Exercise directions: Start with the first line of the material. Repeat each line exactly through the one that contains "pub enum AppError".

Data extracts:
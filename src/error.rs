// SPDX-License-Identifier: MIT
//
// Top-level error — everything that can end the process with status 1.

use std::io;
use std::path::PathBuf;

use thiserror::Error;

use crate::config::ConfigError;
use crate::logging::LoggingError;

#[derive(Debug, Error)]
pub enum AppError {
    /// Raw mode, sizing, input or output failed.
    #[error(transparent)]
    Term(#[from] t_term::Error),

    /// The file named on the command line couldn't be opened or read.
    #[error("{}: {source}", path.display())]
    FileLoad {
        path: PathBuf,
        #[source]
        source: io::Error,
    },

    /// stdin isn't a terminal, so there is nothing to put in raw mode.
    #[error("stdin is not a terminal")]
    NotATerminal,

    #[error(transparent)]
    Config(#[from] ConfigError),

    #[error(transparent)]
    Logging(#[from] LoggingError),
}

impl AppError {
    /// Whether the terminal may have been drawn on, so the screen
    /// should be cleared before reporting.
    #[must_use]
    pub const fn touched_screen(&self) -> bool {
        matches!(self, Self::Term(_))
    }
}

#[cfg(test)]
mod tests {
    use super::*;
    use pretty_assertions::assert_eq;

    #[test]
    fn file_load_names_the_path() {
        let err = AppError::FileLoad {
            path: PathBuf::from("/no/such/file.txt"),
            source: io::Error::from(io::ErrorKind::NotFound),
        };
        assert!(err.to_string().starts_with("/no/such/file.txt: "));
        assert!(!err.touched_screen());
    }

    #[test]
    fn term_errors_are_transparent() {
        let err = AppError::from(t_term::Error::SessionActive);
        assert_eq!(err.to_string(), t_term::Error::SessionActive.to_string());
        assert!(err.touched_screen());
    }

    #[test]
    fn not_a_terminal_leaves_screen_alone() {
        let err = AppError::NotATerminal;
        assert_eq!(err.to_string(), "stdin is not a terminal");
        assert!(!err.touched_screen());
    }

    #[test]
    fn config_errors_convert() {
        let err = AppError::from(ConfigError::ZeroTimeout);
        assert!(matches!(err, AppError::Config(_)));
        assert!(!err.touched_screen());
    }
}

Exercise output:
filename src/error.rs
// SPDX-License-Identifier: MIT
//
// Top-level error — everything that can end the process with status 1.

use std::io;
use std::path::PathBuf;

use thiserror::Error;

use crate::config::ConfigError;
use crate::logging::LoggingError;

#[derive(Debug, Error)]
pub enum AppError {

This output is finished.